Sunday 22 March, 2009
Mothering Sunday
Baptism Sunday

¶ Exodus 2. 1 – 10
Male Hebrew babies had to be drowned in the Nile, so Moses' mother acted shrewdly to save his life.  In due course, he in turn was God's agent to save his people from slavery.  It is a picture of Jesus' role for us all. Salvation hangs by a (golden) thread, does it not?

or 1 Samuel 1. 20 – 28
The birth of Samuel, dedicated for God’s special purpose, is an advance-echo for the coming of Jesus.

¶ 2 Corinthians 1. 3 – 7
Here we see Paul’s true pastoral spirit as he writes to a Christian Community that causes him much trouble.

or Colossians 3. 12 – 17
Here is Paul’s ideal picture of the Christian community – a generous, kindly people, devoted to God’s praise, all for the sake of Christ.

¶ Luke 2. 33 – 35
Like the mother of Moses, Mary has a crisis ahead.  Jesus will be a man at risk as well as the giver of life and freedom.

or John 19. 25b – 27
Jesus provides for the future in his moment of death.  Perhaps we should see his mother as standing for old Israel and the beloved disciple as the Church of the future, now inaugurated.
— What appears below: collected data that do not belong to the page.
//! In-context event bus keyed by `(channel, key)`.
//!
//! The bus is the only link between a store engine and decoupled consumers:
//! the engine dispatches on [`EventName`]s derived from its channel name and
//! the written key, and consumers attach with the same pair, never holding a
//! reference to the engine.
//!
//! Lifecycle: an entry exists while at least one listener is registered under
//! its name. The [`Unsubscribe`] handle of the last listener removes the
//! entry. Engines never remove entries they did not create.

use std::collections::HashMap;
use std::sync::atomic::{AtomicU64, Ordering};
use std::sync::{Arc, OnceLock, RwLock, Weak};

use serde_json::Value;
use tracing::trace;

use crate::listener::{Listener, ListenerId, ListenerSet, Unsubscribe};

/// Composite event name: the channel a store publishes on plus the key.
///
/// Kept as a pair rather than a joined string so that `("a:b", "c")` and
/// `("a", "b:c")` can never alias.
#[derive(Clone, Debug, PartialEq, Eq, Hash, PartialOrd, Ord)]
pub struct EventName {
    pub channel: String,
    pub key: String,
}

impl EventName {
    pub fn new(channel: impl Into<String>, key: impl Into<String>) -> Self {
        Self {
            channel: channel.into(),
            key: key.into(),
        }
    }
}

impl std::fmt::Display for EventName {
    fn fmt(&self, f: &mut std::fmt::Formatter<'_>) -> std::fmt::Result {
        write!(f, "{}:{}", self.channel, self.key)
    }
}

/// Payload dispatched on the bus.
#[derive(Clone, Debug, PartialEq)]
pub struct Change {
    pub key: String,
    pub new_value: Option<Value>,
    pub old_value: Option<Value>,
}

impl Change {
    pub fn new(key: impl Into<String>, new_value: Option<Value>, old_value: Option<Value>) -> Self {
        Self {
            key: key.into(),
            new_value,
            old_value,
        }
    }
}

#[derive(Default)]
struct BusInner {
    listeners: RwLock<HashMap<EventName, ListenerSet>>,
    next_id: AtomicU64,
}

impl BusInner {
    fn remove(&self, name: &EventName, id: ListenerId) -> bool {
        let mut map = self.listeners.write().expect("bus lock poisoned");
        let Some(set) = map.get_mut(name) else {
            return false;
        };
        let removed = set.remove(id);
        if set.is_empty() {
            map.remove(name);
        }
        removed
    }
}

/// Named-event dispatcher for one execution context.
///
/// Cloning yields another handle to the same bus. Most programs use
/// [`EventBus::global`]; separate instances model separate contexts in tests
/// or embedders that host several isolated contexts in one process.
#[derive(Clone, Default)]
pub struct EventBus {
    inner: Arc<BusInner>,
}

static GLOBAL_BUS: OnceLock<EventBus> = OnceLock::new();

impl EventBus {
    /// Create an empty, private bus.
    pub fn new() -> Self {
        Self::default()
    }

    /// The process-wide bus.
    pub fn global() -> &'static EventBus {
        GLOBAL_BUS.get_or_init(EventBus::new)
    }

    /// Register `listener` under `name`.
    pub fn add_listener(&self, name: EventName, listener: Listener) -> Unsubscribe {
        let fresh = ListenerId(self.inner.next_id.fetch_add(1, Ordering::Relaxed));
        let id = {
            let mut map = self.inner.listeners.write().expect("bus lock poisoned");
            map.entry(name.clone()).or_default().insert(fresh, listener)
        };
        trace!(event = %name, id = id.0, "bus listener added");

        let weak: Weak<BusInner> = Arc::downgrade(&self.inner);
        Unsubscribe::new(move || {
            if let Some(inner) = weak.upgrade() {
                inner.remove(&name, id);
            }
        })
    }

    /// Remove a registration directly. Returns `true` if it was present.
    pub fn remove_listener(&self, name: &EventName, id: ListenerId) -> bool {
        self.inner.remove(name, id)
    }

    /// Invoke every listener registered under `name` with the change.
    ///
    /// Listeners run synchronously, in registration order, outside the bus
    /// lock. Returns the number of listeners invoked.
    pub fn dispatch(&self, name: &EventName, change: &Change) -> usize {
        let snapshot = {
            let map = self.inner.listeners.read().expect("bus lock poisoned");
            match map.get(name) {
                Some(set) => set.snapshot(),
                None => return 0,
            }
        };
        for listener in &snapshot {
            listener(change.new_value.as_ref(), change.old_value.as_ref());
        }
        trace!(event = %name, listeners = snapshot.len(), "bus dispatch");
        snapshot.len()
    }

    /// Number of listeners registered under `name`.
    pub fn listener_count(&self, name: &EventName) -> usize {
        let map = self.inner.listeners.read().expect("bus lock poisoned");
        map.get(name).map_or(0, ListenerSet::len)
    }

    /// Keys with at least one listener on `channel`, sorted.
    pub fn keys_for_channel(&self, channel: &str) -> Vec<String> {
        let map = self.inner.listeners.read().expect("bus lock poisoned");
        let mut keys: Vec<String> = map
            .keys()
            .filter(|name| name.channel == channel)
            .map(|name| name.key.clone())
            .collect();
        keys.sort();
        keys
    }

    /// Attach to `(channel, key)` on this bus.
    pub fn subscribe_to_key(&self, channel: &str, key: &str, listener: Listener) -> Unsubscribe {
        self.add_listener(EventName::new(channel, key), listener)
    }
}

impl std::fmt::Debug for EventBus {
    fn fmt(&self, f: &mut std::fmt::Formatter<'_>) -> std::fmt::Result {
        let names = self.inner.listeners.read().map(|m| m.len()).unwrap_or(0);
        f.debug_struct("EventBus").field("event_names", &names).finish()
    }
}

/// Attach to `(channel, key)` on the process-wide bus.
///
/// The listener hears every change applied by any store engine in this
/// context that publishes on `channel`: local writes and inbound broadcasts
/// alike. It does not listen on the broadcast transport itself.
pub fn subscribe_to_key(channel: &str, key: &str, listener: Listener) -> Unsubscribe {
    EventBus::global().subscribe_to_key(channel, key, listener)
}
  • Is it hard to accept that the triumph of good is never plain sailing?
  • How hard it is for church life to live up to so attractive an ideal.
  • Pray for grace to share Mary's pain and suffering for the ultimate good of us all.

Sunday 29 March, 2009
The Fifth Sunday of Lent

¶ Jeremiah 31. 31 34
This was a favourite passage among early Christians, echoed for instance in the words over the wine at the Last Supper.  The prophet looks to a day when God will, as if afresh, make the closest of bonds with his own.  So he will fulfil our deepest longings.

¶ Hebrews 5. 5 10
The writer seizes on a verse in Psalm 110 which looks to an eternal priest, to be in the line of Melchizedek who appeared briefly and intriguingly in Genesis 14.  Jesus, he says, fulfils the role, coming out of the blue, mysteriously, to do the work that God assigned to him, even at the cost of his life.  See the image as strangely poetic.

John 12. 20 33
Jesus here looks to his coming death and the momentous harvest of souls to which it will lead over century after century and in countless lands.

* How can we maintain freshness in our relationship with God?

* Jesus is both dependable and mysterious.  Never must we take him for granted.

* Jesus’ death is his ‘glory’; it shows him in all his inner divine splendour, for  those with eyes to see.